Back in 1968 Arthur Cundall offered us one, as part of the TOTC series. It was half of a two-part commentary, with Leon Morris taking up the book of Ruth. In 1992 Michael Wilcock presented us with another somewhat short commentary on this book in the BST series.

And there it stood basically for a period of some thirty years. But in the past decade, this shortage has finally been addressed. No less than four substantial commentaries on Judges have appeared since 1999. In that year Daniel Block gave us a 765-page offering in the NAC series (also covering Ruth, with Judges receiving around 580 pages).

Image of The Book of Judges (New International Commentary on the Old Testament (NICOT))
The Book of Judges (New International Commentary on the Old Testament (NICOT)) by Webb, Barry G. (Author) Amazon logo

In 2002 K. Lawson Younger Jr., gave us a helpful 500-pager in the NIVAC series. And in 2009 Trent Butler produced a 540-page work for the WBC series. All this has now been supplemented by Webb’s important 555-page work, just recently released.

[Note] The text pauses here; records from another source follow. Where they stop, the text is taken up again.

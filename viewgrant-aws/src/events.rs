//! EventBridge transport.

use async_trait::async_trait;
use aws_sdk_eventbridge::types::PutEventsRequestEntry;
use aws_sdk_eventbridge::Client;
use aws_types::SdkConfig;
use viewgrant_gateway::{EventTransport, GatewayResult, OutboundEvent, PublishOutcome};

use crate::sdk_error;

const SERVICE: &str = "eventbridge";

/// Publishes to a bus addressed by full ARN, which lets one client reach
/// buses in other accounts and regions.
#[derive(Debug, Clone)]
pub struct EventBridgeTransport {
    client: Client,
}

impl EventBridgeTransport {
    pub fn new(sdk: &SdkConfig) -> Self {
        Self {
            client: Client::new(sdk),
        }
    }
}

fn entry(event: &OutboundEvent) -> PutEventsRequestEntry {
    PutEventsRequestEntry::builder()
        .event_bus_name(&event.bus_arn)
        .source(&event.source)
        .detail_type(&event.detail_type)
        .detail(&event.detail)
        .build()
}

#[async_trait]
impl EventTransport for EventBridgeTransport {
    async fn publish(&self, event: &OutboundEvent) -> GatewayResult<PublishOutcome> {
        let output = self
            .client
            .put_events()
            .entries(entry(event))
            .send()
            .await
            .map_err(|e| sdk_error(SERVICE, "PutEvents", e))?;

        let failed_count = output.failed_entry_count();
        for failed in output
            .entries()
            .iter()
            .filter(|e| e.error_code().is_some())
        {
            tracing::warn!(
                bus = %event.bus_arn,
                code = failed.error_code().unwrap_or_default(),
                message = failed.error_message().unwrap_or_default(),
                "Event entry rejected"
            );
        }
        Ok(PublishOutcome { failed_count })
    }
}

#[cfg(test)]
mod tests {
    use super::*;

    #[test]
    fn test_entry_addresses_bus_by_arn() {
        let event = OutboundEvent {
            bus_arn: "arn:aws:events:eu-west-1:222222222222:event-bus/default".to_string(),
            source: "viewgrant".to_string(),
            detail_type: "ConsumerPhase".to_string(),
            detail: "{}".to_string(),
        };
        let entry = entry(&event);
        assert_eq!(entry.event_bus_name(), Some(event.bus_arn.as_str()));
        assert_eq!(entry.detail_type(), Some("ConsumerPhase"));
        assert_eq!(entry.source(), Some("viewgrant"));
        assert_eq!(entry.detail(), Some("{}"));
    }
}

If one just concentrated on Block, Butler and Webb alone one would be very well served indeed on the book of Judges. All three are quite comprehensive and quite incisive. And while the tendency for new commentaries is to go into overkill on critical and textual and background issues, Webb tries to keep a healthy balance here.

Indeed, he admits that he is not a great fan of the overly technical volumes, which have on offer almost as much secondary material as actual interaction of the text. Some of the critical commentaries can be off-putting, says Webb, and he wants to avoid that approach:

“I have not tried to achieve the kind of exhaustive thoroughness that insists on putting back into the text all the data that the author has left out.” And again, “I have always felt cheated by the kind of exegetical vivisection that kills by analysis until all that’s left is lifeless bits and pieces, classified and arranged, conquered rather than read.”

Because the book of Judges is a dynamic narrative, not a dry theological treatise, Webb has opted for something other than a bare academic exposition. This is not to deny that all the helpful elements found in the NICOT series are missing here; we have plenty of critical and textual discussions, proper exegesis and hermeneutics, and solid theological reflections.

Indeed, a helpful 85-page section on introductory matters does a helpful job of covering all the usual issues. Included in this is a lengthy section on “Judges and violence”. Of interest is the fact that earlier commentaries did not make quite so much of all this. Sure, they asked how the common Old Testament theme of Yahweh as Warrior fits in with the teachings of Jesus, but discussions were kept to a minimum.

Today it is quite common for commentaries to give quite a bit of attention to these issues, both in the introductory chapters and throughout the commentary proper. Some almost seem apologetic and uncomfortable with it all, almost reading the text anachronistically.

One picks that up, for example, somewhat in Pitkanen’s 2010 commentary on Joshua as part of the AOTC series. There he often refers to the conquest of Canaan as “genocide” and seems rather embarrassed by much of it. Webb of course is not unaware of such matters, and is sensitive to the potential problems New Testament believers face when confronted with such things.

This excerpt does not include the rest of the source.